Звонок. Знакомая фигура на пороге. То же по сердцу режущее беззащитностью лицо. У каждой женщины он моментально вызывал желание приблизиться, согреть, утешить. Разум подсказывал, что утешительниц — в избытке, и все-таки его, высокого и красивого, было до слез, пронзительно жалко. И возникала уверенность, что ты сможешь стать первой, способной наконец понять, одарить и согреть. Так он смотрелся пять лет назад, когда вместе с Риной впервые переступил порог этой квартиры, так он смотрелся и сейчас, когда Рина давно уже похоронена на Богословском кладбище, во второй справа от входа аллее.

— Здравствуй.

— Ты с боем часов.

— Не хотелось начинать с извинений.

— Проходи в кухню — дам тебе чаю.

Чай. Спасибо китайцам за этот прекрасный напиток. Он дает замечательную возможность спрятаться от волнения и занять руки, ведь столько всего нужно сделать: и открыть кран, и чиркнуть спичкой, и достать чашки.

У меня в кухне Глеб бывал только до ремонта, но явно не замечает никаких перемен.
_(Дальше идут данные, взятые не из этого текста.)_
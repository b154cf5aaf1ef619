//! Storage engine contract.
//!
//! The cache sits on top of an asynchronous, transactional, versioned
//! key-value engine. Engines report completion through a [`Responder`] the
//! way browser storage engines fire `success`/`error`/`blocked`/`abort`
//! events on a request; the matching [`Request`] is what callers hold.
//! [`crate::adapter`] turns those requests into plain `Result`s.

mod memory;

pub use memory::{Fault, MemoryEngine};

use crate::error::EngineError;
use crate::key::Key;
use serde_json::Value;
use std::sync::Arc;
use tokio::sync::oneshot;

/// Terminal signal of an engine request
#[derive(Debug)]
pub enum RequestEvent<T> {
    Success(T),
    Error(EngineError),
    /// Another connection prevents a version change or deletion
    Blocked,
    /// The transaction carrying the request aborted
    Abort,
}

/// Caller side of a pending engine request
#[derive(Debug)]
pub struct Request<T> {
    receiver: oneshot::Receiver<RequestEvent<T>>,
}

/// Engine side of a pending request; signals exactly one event
#[derive(Debug)]
pub struct Responder<T> {
    sender: oneshot::Sender<RequestEvent<T>>,
}

/// Create a connected responder/request pair
pub fn request<T>() -> (Responder<T>, Request<T>) {
    let (sender, receiver) = oneshot::channel();
    (Responder { sender }, Request { receiver })
}

impl<T> Request<T> {
    /// A request that has already completed with `event`
    pub fn ready(event: RequestEvent<T>) -> Self {
        let (responder, request) = request();
        responder.signal(event);
        request
    }

    /// Wait for the engine to signal completion
    pub async fn event(self) -> RequestEvent<T> {
        self.receiver
            .await
            .unwrap_or(RequestEvent::Error(EngineError::Dropped))
    }
}

impl<T> Responder<T> {
    pub fn signal(self, event: RequestEvent<T>) {
        // The caller may have stopped waiting; nothing to report then
        let _ = self.sender.send(event);
    }

    pub fn succeed(self, value: T) {
        self.signal(RequestEvent::Success(value));
    }

    pub fn fail(self, error: EngineError) {
        self.signal(RequestEvent::Error(error));
    }

    pub fn block(self) {
        self.signal(RequestEvent::Blocked);
    }

    pub fn abort(self) {
        self.signal(RequestEvent::Abort);
    }
}

/// A single-collection operation, executed as one engine transaction
#[derive(Debug, Clone)]
pub enum StoreOp {
    Put { key: Key, value: Value },
    Get(Key),
    Delete(Key),
    Clear,
    ListKeys,
    Count,
}

/// Result payload of a [`StoreOp`]
#[derive(Debug, Clone, PartialEq)]
pub enum OpOutput {
    Done,
    Value(Option<Value>),
    Keys(Vec<Key>),
    Count(u64),
}

/// Schema access granted to an upgrade hook while a version change runs
pub trait SchemaEditor {
    fn old_version(&self) -> u32;
    fn new_version(&self) -> u32;
    fn contains_collection(&self, name: &str) -> bool;
    fn create_collection(&mut self, name: &str) -> Result<(), EngineError>;
}

/// Runs once, inside the open, when the open raises the database version
pub type UpgradeHook = Box<dyn FnOnce(&mut dyn SchemaEditor) -> Result<(), EngineError> + Send>;

/// An open connection to one database
pub trait EngineConnection: Send + Sync {
    fn name(&self) -> &str;

    /// Schema version this connection was opened at
    fn version(&self) -> u32;

    /// Collections visible to this connection
    fn collection_names(&self) -> Vec<String>;

    fn contains_collection(&self, name: &str) -> bool {
        self.collection_names().iter().any(|c| c == name)
    }

    /// Close the connection. Closing twice is a no-op.
    fn close(&self);

    fn is_closed(&self) -> bool;

    /// Run `op` against `collection` in its own transaction
    fn execute(&self, collection: &str, op: StoreOp) -> Request<OpOutput>;
}

/// A versioned, transactional, per-origin key-value storage engine
pub trait StorageEngine: Send + Sync {
    /// Open `name` at `version` (or its current version when `None`)
    fn open(
        &self,
        name: &str,
        version: Option<u32>,
        upgrade: Option<UpgradeHook>,
    ) -> Request<Arc<dyn EngineConnection>>;

    /// Delete the whole database `name`
    fn delete_database(&self, name: &str) -> Request<()>;
}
А я-то все утро: на три сантиметра левее, нет, лучше на пять правее.

Ссутулившись, он вертит ложку:

— Мы с тобой так и не разговаривали — после всего случившегося.
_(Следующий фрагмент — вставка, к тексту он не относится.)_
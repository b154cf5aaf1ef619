use crate::config::LoggingConfig;
use tracing_subscriber::EnvFilter;

/// Install a global tracing subscriber.
///
/// `RUST_LOG` takes precedence over `config.level`. `format` is `json`,
/// `pretty`, or anything else for the compact text format. Fails if a
/// global subscriber is already set.
pub fn init_tracing(config: &LoggingConfig) -> anyhow::Result<()> {
    let filter = EnvFilter::try_from_default_env()
        .or_else(|_| EnvFilter::try_new(&config.level))
        .unwrap_or_else(|_| EnvFilter::new("info"));

    let builder = tracing_subscriber::fmt().with_env_filter(filter);
    let result = match config.format.as_str() {
        "json" => builder.json().try_init(),
        "pretty" => builder.pretty().try_init(),
        _ => builder.compact().try_init(),
    };

    result.map_err(|e| anyhow::anyhow!("failed to install tracing subscriber: {e}"))
}
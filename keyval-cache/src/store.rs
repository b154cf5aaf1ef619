use crate::adapter;
use crate::connection::SharedConnection;
use crate::engine::EngineConnection;
use crate::error::{CacheError, EngineError, OperationKind, Result};
use crate::key::Key;
use crate::ttl::{Ttl, is_expired, now_millis, resolve_ttl};
use async_stream::stream;
use futures::Stream;
use serde::Serialize;
use serde::de::DeserializeOwned;
use serde_json::{Value, json};
use std::fmt;
use std::pin::Pin;
use std::sync::Arc;
use std::sync::atomic::{AtomicBool, Ordering};
use thiserror::Error;
use tracing::{debug, warn};

/// Predicate a stored value must satisfy to be returned
pub type Validator<T> = Arc<dyn Fn(&T) -> bool + Send + Sync>;

/// Lazy, single-pass sequence of live entries
pub type Entries<T> = Pin<Box<dyn Stream<Item = Result<(Key, T)>> + Send>>;

/// Why a stored record was evicted on read
#[derive(Debug, Error)]
enum Invalid {
    #[error("ttl is not a number")]
    TtlNotNumeric,
    #[error("expired")]
    Expired,
    #[error("value does not decode: {0}")]
    Undecodable(String),
    #[error("value rejected by validator")]
    Rejected,
    #[error("value is null")]
    NullValue,
}

struct HandleInner<T> {
    cache_name: String,
    collection: String,
    shared: Arc<SharedConnection>,
    default_ttl: Option<Ttl>,
    validator: Option<Validator<T>>,
    closed: AtomicBool,
}

/// Typed handle to one collection of a cache.
///
/// Records are stored as `{ "value": <T>, "ttl": <ms> }`. Reads evict
/// records that are expired or malformed and report them as absent. After
/// [`close`](Self::close) every operation fails with
/// [`CacheError::ConnectionClosed`] without reaching the engine.
pub struct CacheHandle<T> {
    inner: Arc<HandleInner<T>>,
}

impl<T> CacheHandle<T>
where
    T: Serialize + DeserializeOwned + Send + 'static,
{
    pub(crate) fn new(
        cache_name: String,
        collection: String,
        shared: Arc<SharedConnection>,
        default_ttl: Option<Ttl>,
        validator: Option<Validator<T>>,
    ) -> Self {
        Self {
            inner: Arc::new(HandleInner {
                cache_name,
                collection,
                shared,
                default_ttl,
                validator,
                closed: AtomicBool::new(false),
            }),
        }
    }

    /// Name of the collection this handle reads and writes
    pub fn name(&self) -> &str {
        &self.inner.collection
    }

    pub fn cache_name(&self) -> &str {
        &self.inner.cache_name
    }

    pub fn default_ttl(&self) -> Option<Ttl> {
        self.inner.default_ttl
    }

    pub fn is_closed(&self) -> bool {
        self.inner.closed.load(Ordering::SeqCst)
    }

    fn ensure_open(&self) -> Result<()> {
        if self.is_closed() {
            return Err(CacheError::ConnectionClosed);
        }
        Ok(())
    }

    fn connection(&self) -> Result<Arc<dyn EngineConnection>> {
        self.ensure_open()?;
        self.inner.shared.current().ok_or_else(|| {
            EngineError::InvalidState(format!("cache '{}' has no connection", self.inner.cache_name))
                .into()
        })
    }

    /// Store `value` under `key`, replacing any previous record.
    ///
    /// `ttl` overrides the collection's default TTL; with neither set the
    /// write fails with [`CacheError::NoTtl`].
    pub async fn set(&self, key: impl Into<Key>, value: &T, ttl: Option<Ttl>) -> Result<()> {
        let key = key.into();
        let expires =
            resolve_ttl(ttl, self.inner.default_ttl, now_millis()).ok_or_else(|| {
                CacheError::NoTtl(self.inner.collection.clone())
            })?;
        let connection = self.connection()?;

        let value = serde_json::to_value(value)?;
        if value.is_null() {
            return Err(CacheError::InvalidValue(format!(
                "null value for key {key} in '{}'",
                self.inner.collection
            )));
        }

        debug!(
            "SET collection={}, key={}, ttl={}",
            self.inner.collection, key, expires
        );
        let record = json!({ "value": value, "ttl": expires });
        adapter::put(connection.as_ref(), &self.inner.collection, key, record).await
    }

    /// Store `value` under `key` with an explicit TTL
    pub async fn set_with_ttl(
        &self,
        key: impl Into<Key>,
        value: &T,
        ttl: impl Into<Ttl>,
    ) -> Result<()> {
        self.set(key, value, Some(ttl.into())).await
    }

    /// Read the live value for `key`.
    ///
    /// Returns `None` when the key is absent, and also when the record is
    /// expired, malformed, or rejected by the validator; such records are
    /// deleted first.
    pub async fn get(&self, key: impl Into<Key>) -> Result<Option<T>> {
        let key = key.into();
        let connection = self.connection()?;
        debug!("GET collection={}, key={}", self.inner.collection, key);

        let Some(record) =
            adapter::get(connection.as_ref(), &self.inner.collection, key.clone()).await?
        else {
            return Ok(None);
        };

        let reason = match self.inspect(record) {
            Ok(value) => return Ok(Some(value)),
            Err(reason) => reason,
        };

        match reason {
            Invalid::Expired => debug!(
                "Evicting expired key={} from {}",
                key, self.inner.collection
            ),
            ref other => warn!(
                "Evicting key={} from {}: {}",
                key, self.inner.collection, other
            ),
        }
        adapter::delete_as(
            connection.as_ref(),
            &self.inner.collection,
            key,
            OperationKind::Get,
        )
        .await?;
        Ok(None)
    }

    fn inspect(&self, record: Value) -> std::result::Result<T, Invalid> {
        let ttl = record
            .get("ttl")
            .and_then(Value::as_f64)
            .ok_or(Invalid::TtlNotNumeric)?;
        if is_expired(ttl, now_millis()) {
            return Err(Invalid::Expired);
        }

        let raw = record.get("value").cloned().unwrap_or(Value::Null);
        let is_null = raw.is_null();
        let value: T =
            serde_json::from_value(raw).map_err(|e| Invalid::Undecodable(e.to_string()))?;

        if let Some(validate) = &self.inner.validator {
            if !validate(&value) {
                return Err(Invalid::Rejected);
            }
        }
        if is_null {
            return Err(Invalid::NullValue);
        }
        Ok(value)
    }

    /// Delete the record for `key`; absent keys are not an error
    pub async fn remove(&self, key: impl Into<Key>) -> Result<()> {
        let key = key.into();
        let connection = self.connection()?;
        debug!("REMOVE collection={}, key={}", self.inner.collection, key);

        adapter::delete(connection.as_ref(), &self.inner.collection, key).await
    }

    /// Delete every record in the collection
    pub async fn clear(&self) -> Result<()> {
        let connection = self.connection()?;
        debug!("CLEAR collection={}", self.inner.collection);

        adapter::clear(connection.as_ref(), &self.inner.collection).await
    }

    /// Number of stored records, including expired ones not yet evicted
    pub async fn count(&self) -> Result<u64> {
        let connection = self.connection()?;
        adapter::count(connection.as_ref(), &self.inner.collection).await
    }

    /// Iterate live entries over a snapshot of the current keys.
    ///
    /// Keys written after this call are not visited. Snapshotted keys that
    /// are gone, expired or invalid by the time they are reached are
    /// skipped. Each step performs one [`get`](Self::get).
    pub async fn entries(&self) -> Result<Entries<T>> {
        let connection = self.connection()?;
        let keys = adapter::list_keys(connection.as_ref(), &self.inner.collection).await?;
        debug!(
            "ENTRIES collection={}, snapshot={}",
            self.inner.collection,
            keys.len()
        );

        let handle = Self {
            inner: self.inner.clone(),
        };
        Ok(Box::pin(stream! {
            for key in keys {
                match handle.get(key.clone()).await {
                    Ok(Some(value)) => yield Ok((key, value)),
                    Ok(None) => {}
                    Err(e) => {
                        yield Err(e);
                        break;
                    }
                }
            }
        }))
    }

    /// Close this handle and the cache connection it shares.
    ///
    /// Sibling handles from the same factory fail on their next operation
    /// until the factory opens another collection. Closing twice is a no-op.
    pub fn close(&self) {
        if self.inner.closed.swap(true, Ordering::SeqCst) {
            return;
        }
        if let Some(connection) = self.inner.shared.current() {
            connection.close();
        }
        debug!(
            "Closed handle for {}/{}",
            self.inner.cache_name, self.inner.collection
        );
    }
}

impl<T> fmt::Debug for CacheHandle<T> {
    fn fmt(&self, f: &mut fmt::Formatter<'_>) -> fmt::Result {
        f.debug_struct("CacheHandle")
            .field("cache", &self.inner.cache_name)
            .field("collection", &self.inner.collection)
            .field("default_ttl", &self.inner.default_ttl)
            .field("closed", &self.inner.closed.load(Ordering::SeqCst))
            .finish()
    }
}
Да, не разговаривали. Привлекать его к похоронным делам было бы просто нелепо и неприлично. Ведь за все годы он так и не был представлен семейству. Рина тоже нечасто бывала у матери, а Евгения Львовна на большем и не настаивала. Для нее светом в окошке был Боря, а предметом забот и тревог — Борис Александрович. Аська бабушку утомляла, а кроме того, была слишком похожа на Геворкяна. Брака с диким кавказцем Ринке, похоже, так и не простили, причем развод не исправил, а только усугубил ситуацию. «Она живет так, как хочет, и я не буду ей в этом мешать». Эти слова Евгении Львовны передала мне Александра Львовна, всю жизнь не ладившая со старшей сестрой и потому радостно принимавшая и меня, и Глеба. Аську она баловала, а Рину обожала. На кладбище плакала безутешно, и было понятно, что хоронила не только Рину, но и себя. Ей было шестьдесят, она была старой девой, и у нее, всегда насмешливой, нарядной и подтянутой, не было сил ни скрывать, ни хотя бы прилично маскировать свое горе. Я попыталась подойти к ней, но она меня не узнала.
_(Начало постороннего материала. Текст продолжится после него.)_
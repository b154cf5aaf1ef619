//! Awaitable wrappers over the engine's request protocol.
//!
//! Nothing here retries: a blocked open means another connection has to be
//! closed by its owner first, so the condition goes straight to the caller.

use crate::engine::{
    EngineConnection, OpOutput, RequestEvent, StorageEngine, StoreOp, UpgradeHook,
};
use crate::error::{CacheError, EngineError, OperationKind, Result};
use crate::key::Key;
use serde_json::Value;
use std::sync::Arc;
use tracing::debug;

/// Open `name`, optionally at `version`, running `upgrade` if the version rises
pub async fn open_handle(
    engine: &dyn StorageEngine,
    name: &str,
    version: Option<u32>,
    upgrade: Option<UpgradeHook>,
) -> Result<Arc<dyn EngineConnection>> {
    debug!("OPEN cache={}, version={:?}", name, version);

    match engine.open(name, version, upgrade).event().await {
        RequestEvent::Success(connection) => Ok(connection),
        RequestEvent::Error(e) => Err(e.into()),
        RequestEvent::Blocked => Err(CacheError::Blocked(name.to_string())),
        RequestEvent::Abort => Err(EngineError::Backend(format!("open of '{name}' aborted")).into()),
    }
}

/// Delete the database `name`
pub async fn delete_handle(engine: &dyn StorageEngine, name: &str) -> Result<()> {
    debug!("DELETE cache={}", name);

    match engine.delete_database(name).event().await {
        RequestEvent::Success(()) => Ok(()),
        RequestEvent::Error(e) => Err(e.into()),
        RequestEvent::Blocked => Err(CacheError::Blocked(name.to_string())),
        RequestEvent::Abort => {
            Err(EngineError::Backend(format!("delete of '{name}' aborted")).into())
        }
    }
}

/// Run one collection operation, reporting an abort as a failure of `kind`
pub async fn run_operation(
    connection: &dyn EngineConnection,
    collection: &str,
    kind: OperationKind,
    op: StoreOp,
) -> Result<OpOutput> {
    match connection.execute(collection, op).event().await {
        RequestEvent::Success(output) => Ok(output),
        RequestEvent::Error(e) => Err(e.into()),
        RequestEvent::Abort => Err(CacheError::Aborted { operation: kind }),
        RequestEvent::Blocked => Err(EngineError::InvalidState(format!(
            "{kind} on '{collection}' reported blocked"
        ))
        .into()),
    }
}

fn unexpected(kind: OperationKind, output: OpOutput) -> CacheError {
    EngineError::Backend(format!("unexpected {kind} result: {output:?}")).into()
}

pub async fn put(
    connection: &dyn EngineConnection,
    collection: &str,
    key: Key,
    value: Value,
) -> Result<()> {
    let op = StoreOp::Put { key, value };
    match run_operation(connection, collection, OperationKind::Set, op).await? {
        OpOutput::Done => Ok(()),
        other => Err(unexpected(OperationKind::Set, other)),
    }
}

pub async fn get(
    connection: &dyn EngineConnection,
    collection: &str,
    key: Key,
) -> Result<Option<Value>> {
    match run_operation(connection, collection, OperationKind::Get, StoreOp::Get(key)).await? {
        OpOutput::Value(value) => Ok(value),
        other => Err(unexpected(OperationKind::Get, other)),
    }
}

pub async fn delete(connection: &dyn EngineConnection, collection: &str, key: Key) -> Result<()> {
    delete_as(connection, collection, key, OperationKind::Remove).await
}

/// Delete `key` on behalf of `kind`, so an abort names the caller's operation
pub async fn delete_as(
    connection: &dyn EngineConnection,
    collection: &str,
    key: Key,
    kind: OperationKind,
) -> Result<()> {
    match run_operation(connection, collection, kind, StoreOp::Delete(key)).await? {
        OpOutput::Done => Ok(()),
        other => Err(unexpected(kind, other)),
    }
}

pub async fn clear(connection: &dyn EngineConnection, collection: &str) -> Result<()> {
    match run_operation(connection, collection, OperationKind::Clear, StoreOp::Clear).await? {
        OpOutput::Done => Ok(()),
        other => Err(unexpected(OperationKind::Clear, other)),
    }
}

pub async fn list_keys(connection: &dyn EngineConnection, collection: &str) -> Result<Vec<Key>> {
    let op = StoreOp::ListKeys;
    match run_operation(connection, collection, OperationKind::ListKeys, op).await? {
        OpOutput::Keys(keys) => Ok(keys),
        other => Err(unexpected(OperationKind::ListKeys, other)),
    }
}

pub async fn count(connection: &dyn EngineConnection, collection: &str) -> Result<u64> {
    match run_operation(connection, collection, OperationKind::Count, StoreOp::Count).await? {
        OpOutput::Count(n) => Ok(n),
        other => Err(unexpected(OperationKind::Count, other)),
    }
}

#[cfg(test)]
mod tests {
    use super::*;
    use crate::engine::{Fault, MemoryEngine, SchemaEditor};

    fn create(name: &'static str) -> Option<UpgradeHook> {
        Some(Box::new(move |schema: &mut dyn SchemaEditor| {
            schema.create_collection(name)
        }))
    }

    #[tokio::test]
    async fn test_open_and_roundtrip() {
        let engine = MemoryEngine::new();
        let conn = open_handle(&engine, "db", Some(1), create("items"))
            .await
            .unwrap();

        put(conn.as_ref(), "items", Key::from("k"), serde_json::json!(42))
            .await
            .unwrap();
        let value = get(conn.as_ref(), "items", Key::from("k")).await.unwrap();
        assert_eq!(value, Some(serde_json::json!(42)));
        assert_eq!(count(conn.as_ref(), "items").await.unwrap(), 1);
    }

    #[tokio::test]
    async fn test_blocked_open_is_surfaced() {
        let engine = MemoryEngine::new();
        let _conn = open_handle(&engine, "db", Some(1), None).await.unwrap();

        let err = open_handle(&engine, "db", Some(2), None).await.err().unwrap();
        assert!(matches!(err, CacheError::Blocked(name) if name == "db"));
    }

    #[tokio::test]
    async fn test_blocked_delete_is_surfaced() {
        let engine = MemoryEngine::new();
        let _conn = open_handle(&engine, "db", Some(1), None).await.unwrap();

        let err = delete_handle(&engine, "db").await.unwrap_err();
        assert!(matches!(err, CacheError::Blocked(_)));
    }

    #[tokio::test]
    async fn test_abort_reports_operation_kind() {
        let engine = MemoryEngine::new();
        let conn = open_handle(&engine, "db", Some(1), create("items"))
            .await
            .unwrap();

        engine.inject_fault(Fault::Abort);
        let err = clear(conn.as_ref(), "items").await.unwrap_err();
        assert!(matches!(
            err,
            CacheError::Aborted {
                operation: OperationKind::Clear
            }
        ));
        assert_eq!(err.to_string(), "Transaction aborted during clear");
    }

    #[tokio::test]
    async fn test_engine_error_passes_through() {
        let engine = MemoryEngine::new();
        let conn = open_handle(&engine, "db", Some(1), create("items"))
            .await
            .unwrap();

        engine.inject_fault(Fault::Error("disk full".to_string()));
        let err = put(conn.as_ref(), "items", Key::from("k"), serde_json::json!(1))
            .await
            .unwrap_err();
        assert!(matches!(
            err,
            CacheError::Engine(EngineError::Backend(ref msg)) if msg == "disk full"
        ));
    }
}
— Ты знаешь, что Александра Львовна в больнице? — спросила я Глеба.

— Нет. Я звонил ей месяца два назад. Хотел зайти, но она уклонилась. Даже не очень подыскивала предлог. Голос был как бумага.

— Да, ты и ее убил.

Слово не воробей. Не нужно было говорить это прямо, в лоб. Я не хотела обвинять, это он должен был оправдываться. Но теперь мы вдруг сразу же оказались на ринге. Друг против друга. Нелепая ситуация!

— Лена, мне не хотелось бы ссориться. — Сказано это было с какой-то привычной и безысходной усталостью.

— А чего ты вообще хочешь, Глеб? Зачем ты пришел сюда?

— Чтобы понять: ты действительно веришь, что я убил Рину?

— Глеб! — Я вскочила. — Разумеется, ты не толкал ее под автобус, но хорошо постарался, чтобы она там оказалась. На языке юристов это называется «доведение до самоубийства».